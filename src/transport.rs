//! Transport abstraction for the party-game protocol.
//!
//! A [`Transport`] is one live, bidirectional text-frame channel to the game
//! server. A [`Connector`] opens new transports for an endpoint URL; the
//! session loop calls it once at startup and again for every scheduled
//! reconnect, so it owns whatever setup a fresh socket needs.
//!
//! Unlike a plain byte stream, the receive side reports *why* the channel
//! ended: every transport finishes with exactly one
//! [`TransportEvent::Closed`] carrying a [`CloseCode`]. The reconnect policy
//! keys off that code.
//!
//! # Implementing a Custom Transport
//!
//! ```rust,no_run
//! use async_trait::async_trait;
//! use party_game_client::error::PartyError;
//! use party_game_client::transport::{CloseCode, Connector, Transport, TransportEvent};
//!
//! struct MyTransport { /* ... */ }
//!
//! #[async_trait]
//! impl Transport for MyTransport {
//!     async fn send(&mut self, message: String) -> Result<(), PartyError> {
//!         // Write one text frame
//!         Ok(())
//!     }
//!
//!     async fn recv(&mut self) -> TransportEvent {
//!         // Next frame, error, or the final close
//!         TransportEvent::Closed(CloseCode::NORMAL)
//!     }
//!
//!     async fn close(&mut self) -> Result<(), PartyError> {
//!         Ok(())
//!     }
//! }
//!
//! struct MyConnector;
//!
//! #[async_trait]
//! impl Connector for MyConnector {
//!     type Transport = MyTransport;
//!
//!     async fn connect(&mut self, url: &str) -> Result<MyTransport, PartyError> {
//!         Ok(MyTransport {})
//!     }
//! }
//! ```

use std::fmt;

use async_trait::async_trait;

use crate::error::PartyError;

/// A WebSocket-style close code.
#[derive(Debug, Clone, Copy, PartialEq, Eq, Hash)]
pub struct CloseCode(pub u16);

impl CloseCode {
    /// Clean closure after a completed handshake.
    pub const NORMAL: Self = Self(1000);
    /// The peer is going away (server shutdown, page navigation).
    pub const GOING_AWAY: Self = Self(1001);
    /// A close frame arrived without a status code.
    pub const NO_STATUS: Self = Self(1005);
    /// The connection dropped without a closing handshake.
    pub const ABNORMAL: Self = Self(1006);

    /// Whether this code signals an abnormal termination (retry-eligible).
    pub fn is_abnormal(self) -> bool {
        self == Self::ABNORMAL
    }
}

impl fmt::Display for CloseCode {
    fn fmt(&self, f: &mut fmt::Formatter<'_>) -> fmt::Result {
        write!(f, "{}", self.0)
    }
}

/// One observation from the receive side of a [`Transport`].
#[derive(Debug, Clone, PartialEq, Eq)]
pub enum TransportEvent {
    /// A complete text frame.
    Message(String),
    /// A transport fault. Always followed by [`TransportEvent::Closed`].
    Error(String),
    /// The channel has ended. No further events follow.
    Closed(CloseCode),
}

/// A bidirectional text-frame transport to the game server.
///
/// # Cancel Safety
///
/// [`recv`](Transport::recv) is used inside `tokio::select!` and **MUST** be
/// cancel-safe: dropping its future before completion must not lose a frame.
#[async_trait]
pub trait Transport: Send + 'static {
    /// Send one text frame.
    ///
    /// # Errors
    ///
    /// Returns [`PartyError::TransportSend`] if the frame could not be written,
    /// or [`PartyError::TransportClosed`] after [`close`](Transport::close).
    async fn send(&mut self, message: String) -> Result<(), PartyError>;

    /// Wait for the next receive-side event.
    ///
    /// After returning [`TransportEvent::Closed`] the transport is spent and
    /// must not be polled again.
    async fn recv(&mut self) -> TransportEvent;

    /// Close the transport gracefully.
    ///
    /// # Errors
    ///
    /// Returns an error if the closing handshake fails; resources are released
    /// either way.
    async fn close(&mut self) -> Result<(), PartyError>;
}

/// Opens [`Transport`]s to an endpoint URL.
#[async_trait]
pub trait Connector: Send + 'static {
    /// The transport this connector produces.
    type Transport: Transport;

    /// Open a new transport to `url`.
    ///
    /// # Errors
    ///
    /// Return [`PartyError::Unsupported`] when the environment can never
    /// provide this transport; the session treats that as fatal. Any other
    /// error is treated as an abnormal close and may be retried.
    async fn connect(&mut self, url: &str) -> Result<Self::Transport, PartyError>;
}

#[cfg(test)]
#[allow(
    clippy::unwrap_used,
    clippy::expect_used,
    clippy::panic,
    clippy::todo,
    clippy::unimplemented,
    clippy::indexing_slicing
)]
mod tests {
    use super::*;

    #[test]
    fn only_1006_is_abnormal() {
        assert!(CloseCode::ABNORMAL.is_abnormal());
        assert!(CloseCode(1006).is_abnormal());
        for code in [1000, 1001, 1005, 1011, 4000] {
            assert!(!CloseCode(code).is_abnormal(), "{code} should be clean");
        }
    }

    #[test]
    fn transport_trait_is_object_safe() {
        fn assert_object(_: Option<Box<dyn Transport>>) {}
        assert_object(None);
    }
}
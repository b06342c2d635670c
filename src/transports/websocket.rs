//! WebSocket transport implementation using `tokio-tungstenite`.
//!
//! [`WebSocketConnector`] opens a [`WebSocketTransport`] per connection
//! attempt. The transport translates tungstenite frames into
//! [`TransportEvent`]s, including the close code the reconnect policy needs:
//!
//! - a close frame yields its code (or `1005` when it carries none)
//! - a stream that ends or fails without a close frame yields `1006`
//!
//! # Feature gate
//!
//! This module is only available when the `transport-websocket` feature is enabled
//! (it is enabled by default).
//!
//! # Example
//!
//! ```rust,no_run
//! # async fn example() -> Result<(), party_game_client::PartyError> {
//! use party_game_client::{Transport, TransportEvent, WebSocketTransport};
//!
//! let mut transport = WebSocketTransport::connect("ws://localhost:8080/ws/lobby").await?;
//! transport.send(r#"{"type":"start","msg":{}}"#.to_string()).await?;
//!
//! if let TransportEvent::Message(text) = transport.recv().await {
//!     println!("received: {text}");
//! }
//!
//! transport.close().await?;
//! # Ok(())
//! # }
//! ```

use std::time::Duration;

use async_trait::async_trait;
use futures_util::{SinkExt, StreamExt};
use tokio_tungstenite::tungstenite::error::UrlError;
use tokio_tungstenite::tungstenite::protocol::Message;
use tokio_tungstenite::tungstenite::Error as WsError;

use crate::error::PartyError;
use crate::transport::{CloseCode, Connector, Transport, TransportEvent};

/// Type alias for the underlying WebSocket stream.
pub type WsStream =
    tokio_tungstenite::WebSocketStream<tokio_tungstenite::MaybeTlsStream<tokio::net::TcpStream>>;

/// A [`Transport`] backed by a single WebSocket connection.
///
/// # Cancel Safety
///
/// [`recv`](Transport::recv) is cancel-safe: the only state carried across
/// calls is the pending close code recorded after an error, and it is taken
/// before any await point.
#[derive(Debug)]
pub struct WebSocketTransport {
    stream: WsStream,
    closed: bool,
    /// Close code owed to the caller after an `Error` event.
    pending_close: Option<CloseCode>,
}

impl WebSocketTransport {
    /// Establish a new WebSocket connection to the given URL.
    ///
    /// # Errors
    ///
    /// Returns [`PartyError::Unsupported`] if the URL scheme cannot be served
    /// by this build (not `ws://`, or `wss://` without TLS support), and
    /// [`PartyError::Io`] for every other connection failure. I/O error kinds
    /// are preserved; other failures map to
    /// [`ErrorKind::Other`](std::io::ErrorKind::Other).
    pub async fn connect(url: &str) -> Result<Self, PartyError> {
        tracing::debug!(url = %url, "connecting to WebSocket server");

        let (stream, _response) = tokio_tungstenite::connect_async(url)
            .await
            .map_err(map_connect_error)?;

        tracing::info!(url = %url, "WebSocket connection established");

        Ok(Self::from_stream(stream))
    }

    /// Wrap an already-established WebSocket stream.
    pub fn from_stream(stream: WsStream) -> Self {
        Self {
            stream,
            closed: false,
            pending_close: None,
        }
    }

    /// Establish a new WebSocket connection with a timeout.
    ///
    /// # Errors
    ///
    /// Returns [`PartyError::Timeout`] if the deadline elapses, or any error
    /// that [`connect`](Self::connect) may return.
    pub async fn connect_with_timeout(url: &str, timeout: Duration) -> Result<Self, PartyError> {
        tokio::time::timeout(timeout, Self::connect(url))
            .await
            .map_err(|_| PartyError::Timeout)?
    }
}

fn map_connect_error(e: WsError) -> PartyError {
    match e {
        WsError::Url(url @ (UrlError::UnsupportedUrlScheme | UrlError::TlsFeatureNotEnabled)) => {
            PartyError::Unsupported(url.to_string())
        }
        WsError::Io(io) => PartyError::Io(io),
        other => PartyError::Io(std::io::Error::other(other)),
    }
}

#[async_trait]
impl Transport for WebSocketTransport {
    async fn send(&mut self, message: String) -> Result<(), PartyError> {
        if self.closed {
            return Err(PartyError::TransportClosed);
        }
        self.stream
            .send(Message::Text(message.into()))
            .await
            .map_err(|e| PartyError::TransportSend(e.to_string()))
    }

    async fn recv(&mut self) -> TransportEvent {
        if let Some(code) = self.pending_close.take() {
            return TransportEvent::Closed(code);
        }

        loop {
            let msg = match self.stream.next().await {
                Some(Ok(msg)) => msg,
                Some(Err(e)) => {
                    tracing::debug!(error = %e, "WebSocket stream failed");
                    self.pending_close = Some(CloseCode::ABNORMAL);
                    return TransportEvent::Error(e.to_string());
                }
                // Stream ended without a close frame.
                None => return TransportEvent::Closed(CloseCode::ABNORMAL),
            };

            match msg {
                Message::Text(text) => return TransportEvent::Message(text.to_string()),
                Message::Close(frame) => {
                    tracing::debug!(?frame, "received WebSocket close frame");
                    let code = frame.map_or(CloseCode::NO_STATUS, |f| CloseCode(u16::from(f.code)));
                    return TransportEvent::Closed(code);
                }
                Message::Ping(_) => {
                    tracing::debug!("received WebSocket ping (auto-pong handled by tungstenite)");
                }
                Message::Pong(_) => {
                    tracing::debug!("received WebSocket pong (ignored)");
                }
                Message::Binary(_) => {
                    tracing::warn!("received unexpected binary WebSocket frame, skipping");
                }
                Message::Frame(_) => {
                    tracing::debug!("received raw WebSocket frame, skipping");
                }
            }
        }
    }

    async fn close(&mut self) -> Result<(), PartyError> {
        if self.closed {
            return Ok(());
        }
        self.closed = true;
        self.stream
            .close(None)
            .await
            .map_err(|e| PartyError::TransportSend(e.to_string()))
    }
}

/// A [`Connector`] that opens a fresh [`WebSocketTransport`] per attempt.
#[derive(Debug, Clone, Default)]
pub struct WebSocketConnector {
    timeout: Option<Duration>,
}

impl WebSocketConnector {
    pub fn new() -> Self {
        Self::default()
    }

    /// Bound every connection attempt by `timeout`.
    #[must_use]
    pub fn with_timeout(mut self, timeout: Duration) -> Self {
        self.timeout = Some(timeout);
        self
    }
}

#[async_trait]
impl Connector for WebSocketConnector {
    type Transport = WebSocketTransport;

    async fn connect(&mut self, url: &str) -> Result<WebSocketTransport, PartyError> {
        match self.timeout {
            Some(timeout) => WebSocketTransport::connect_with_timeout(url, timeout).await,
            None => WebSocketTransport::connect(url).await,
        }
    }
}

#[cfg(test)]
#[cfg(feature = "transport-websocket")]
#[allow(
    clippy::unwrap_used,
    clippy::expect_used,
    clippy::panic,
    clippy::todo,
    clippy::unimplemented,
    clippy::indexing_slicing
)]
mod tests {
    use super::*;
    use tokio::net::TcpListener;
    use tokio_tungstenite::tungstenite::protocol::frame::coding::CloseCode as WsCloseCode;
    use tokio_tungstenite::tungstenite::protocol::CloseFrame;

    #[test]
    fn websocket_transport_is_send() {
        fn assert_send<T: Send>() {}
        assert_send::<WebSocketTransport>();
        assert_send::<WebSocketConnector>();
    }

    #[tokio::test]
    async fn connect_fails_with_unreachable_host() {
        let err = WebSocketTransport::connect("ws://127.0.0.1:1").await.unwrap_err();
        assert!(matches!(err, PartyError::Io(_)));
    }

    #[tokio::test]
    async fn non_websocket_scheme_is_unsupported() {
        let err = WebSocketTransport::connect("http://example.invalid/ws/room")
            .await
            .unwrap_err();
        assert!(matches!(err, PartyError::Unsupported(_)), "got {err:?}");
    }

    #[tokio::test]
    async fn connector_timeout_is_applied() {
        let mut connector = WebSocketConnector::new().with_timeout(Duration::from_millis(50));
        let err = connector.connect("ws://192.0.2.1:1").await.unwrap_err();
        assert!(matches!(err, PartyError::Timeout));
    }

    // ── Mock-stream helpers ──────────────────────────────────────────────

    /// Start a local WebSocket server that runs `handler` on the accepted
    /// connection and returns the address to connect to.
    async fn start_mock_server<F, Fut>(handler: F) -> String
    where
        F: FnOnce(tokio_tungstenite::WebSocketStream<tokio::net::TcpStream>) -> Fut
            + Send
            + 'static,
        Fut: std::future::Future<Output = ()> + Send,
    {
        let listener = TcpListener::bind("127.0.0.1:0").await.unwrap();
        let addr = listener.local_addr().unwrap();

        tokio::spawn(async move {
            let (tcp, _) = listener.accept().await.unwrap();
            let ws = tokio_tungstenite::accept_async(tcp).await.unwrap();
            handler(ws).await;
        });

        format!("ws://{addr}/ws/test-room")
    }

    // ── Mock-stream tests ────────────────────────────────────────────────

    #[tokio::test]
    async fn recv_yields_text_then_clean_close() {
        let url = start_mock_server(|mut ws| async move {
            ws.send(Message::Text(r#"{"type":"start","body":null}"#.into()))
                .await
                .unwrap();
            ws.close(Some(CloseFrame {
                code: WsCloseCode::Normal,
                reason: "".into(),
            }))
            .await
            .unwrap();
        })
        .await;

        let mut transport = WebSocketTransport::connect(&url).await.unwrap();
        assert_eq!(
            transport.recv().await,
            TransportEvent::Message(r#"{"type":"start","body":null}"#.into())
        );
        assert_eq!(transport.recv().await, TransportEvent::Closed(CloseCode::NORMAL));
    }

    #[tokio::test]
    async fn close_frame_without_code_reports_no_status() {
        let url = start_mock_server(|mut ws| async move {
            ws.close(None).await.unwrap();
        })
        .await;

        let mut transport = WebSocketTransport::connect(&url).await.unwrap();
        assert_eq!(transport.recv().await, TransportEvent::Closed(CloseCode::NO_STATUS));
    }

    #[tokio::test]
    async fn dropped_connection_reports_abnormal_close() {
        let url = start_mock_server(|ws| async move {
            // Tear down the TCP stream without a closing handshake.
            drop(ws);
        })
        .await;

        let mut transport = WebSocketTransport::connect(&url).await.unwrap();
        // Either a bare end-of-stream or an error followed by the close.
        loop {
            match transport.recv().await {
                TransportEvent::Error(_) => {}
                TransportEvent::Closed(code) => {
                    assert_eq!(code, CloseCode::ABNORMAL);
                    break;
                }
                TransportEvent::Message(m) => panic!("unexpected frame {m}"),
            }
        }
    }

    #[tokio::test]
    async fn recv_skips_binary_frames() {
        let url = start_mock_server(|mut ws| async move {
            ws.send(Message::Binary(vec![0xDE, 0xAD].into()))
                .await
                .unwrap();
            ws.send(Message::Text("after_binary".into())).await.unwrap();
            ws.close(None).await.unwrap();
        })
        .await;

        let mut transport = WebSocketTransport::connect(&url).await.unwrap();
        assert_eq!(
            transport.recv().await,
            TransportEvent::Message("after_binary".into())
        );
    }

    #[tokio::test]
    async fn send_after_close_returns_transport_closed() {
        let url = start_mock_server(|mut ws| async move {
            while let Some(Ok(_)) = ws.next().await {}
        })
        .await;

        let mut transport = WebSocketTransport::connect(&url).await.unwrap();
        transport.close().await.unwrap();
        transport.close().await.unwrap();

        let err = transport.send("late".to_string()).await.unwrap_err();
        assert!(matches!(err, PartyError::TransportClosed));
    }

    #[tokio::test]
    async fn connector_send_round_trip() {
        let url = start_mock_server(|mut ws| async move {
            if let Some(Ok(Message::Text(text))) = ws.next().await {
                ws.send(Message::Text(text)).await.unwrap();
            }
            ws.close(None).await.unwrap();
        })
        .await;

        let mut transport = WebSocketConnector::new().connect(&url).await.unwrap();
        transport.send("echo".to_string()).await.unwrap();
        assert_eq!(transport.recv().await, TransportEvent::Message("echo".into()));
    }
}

+--

TO DO
Go to the line in the material above that contains "let (tcp, _)" and copy exactly from there through the line that contains "assert_eq!(code, CloseCode::ABNORMAL);", stopping after it.

REPLY TO THE TASK
            let (tcp, _) = listener.accept().await.unwrap();
            let ws = tokio_tungstenite::accept_async(tcp).await.unwrap();
            handler(ws).await;
        });

        format!("ws://{addr}/ws/test-room")
    }

    // ── Mock-stream tests ────────────────────────────────────────────────

    #[tokio::test]
    async fn recv_yields_text_then_clean_close() {
        let url = start_mock_server(|mut ws| async move {
            ws.send(Message::Text(r#"{"type":"start","body":null}"#.into()))
                .await
                .unwrap();
            ws.close(Some(CloseFrame {
                code: WsCloseCode::Normal,
                reason: "".into(),
            }))
            .await
            .unwrap();
        })
        .await;

        let mut transport = WebSocketTransport::connect(&url).await.unwrap();
        assert_eq!(
            transport.recv().await,
            TransportEvent::Message(r#"{"type":"start","body":null}"#.into())
        );
        assert_eq!(transport.recv().await, TransportEvent::Closed(CloseCode::NORMAL));
    }

    #[tokio::test]
    async fn close_frame_without_code_reports_no_status() {
        let url = start_mock_server(|mut ws| async move {
            ws.close(None).await.unwrap();
        })
        .await;

        let mut transport = WebSocketTransport::connect(&url).await.unwrap();
        assert_eq!(transport.recv().await, TransportEvent::Closed(CloseCode::NO_STATUS));
    }

    #[tokio::test]
    async fn dropped_connection_reports_abnormal_close() {
        let url = start_mock_server(|ws| async move {
            // Tear down the TCP stream without a closing handshake.
            drop(ws);
        })
        .await;

        let mut transport = WebSocketTransport::connect(&url).await.unwrap();
        // Either a bare end-of-stream or an error followed by the close.
        loop {
            match transport.recv().await {
                TransportEvent::Error(_) => {}
                TransportEvent::Closed(code) => {
                    assert_eq!(code, CloseCode::ABNORMAL);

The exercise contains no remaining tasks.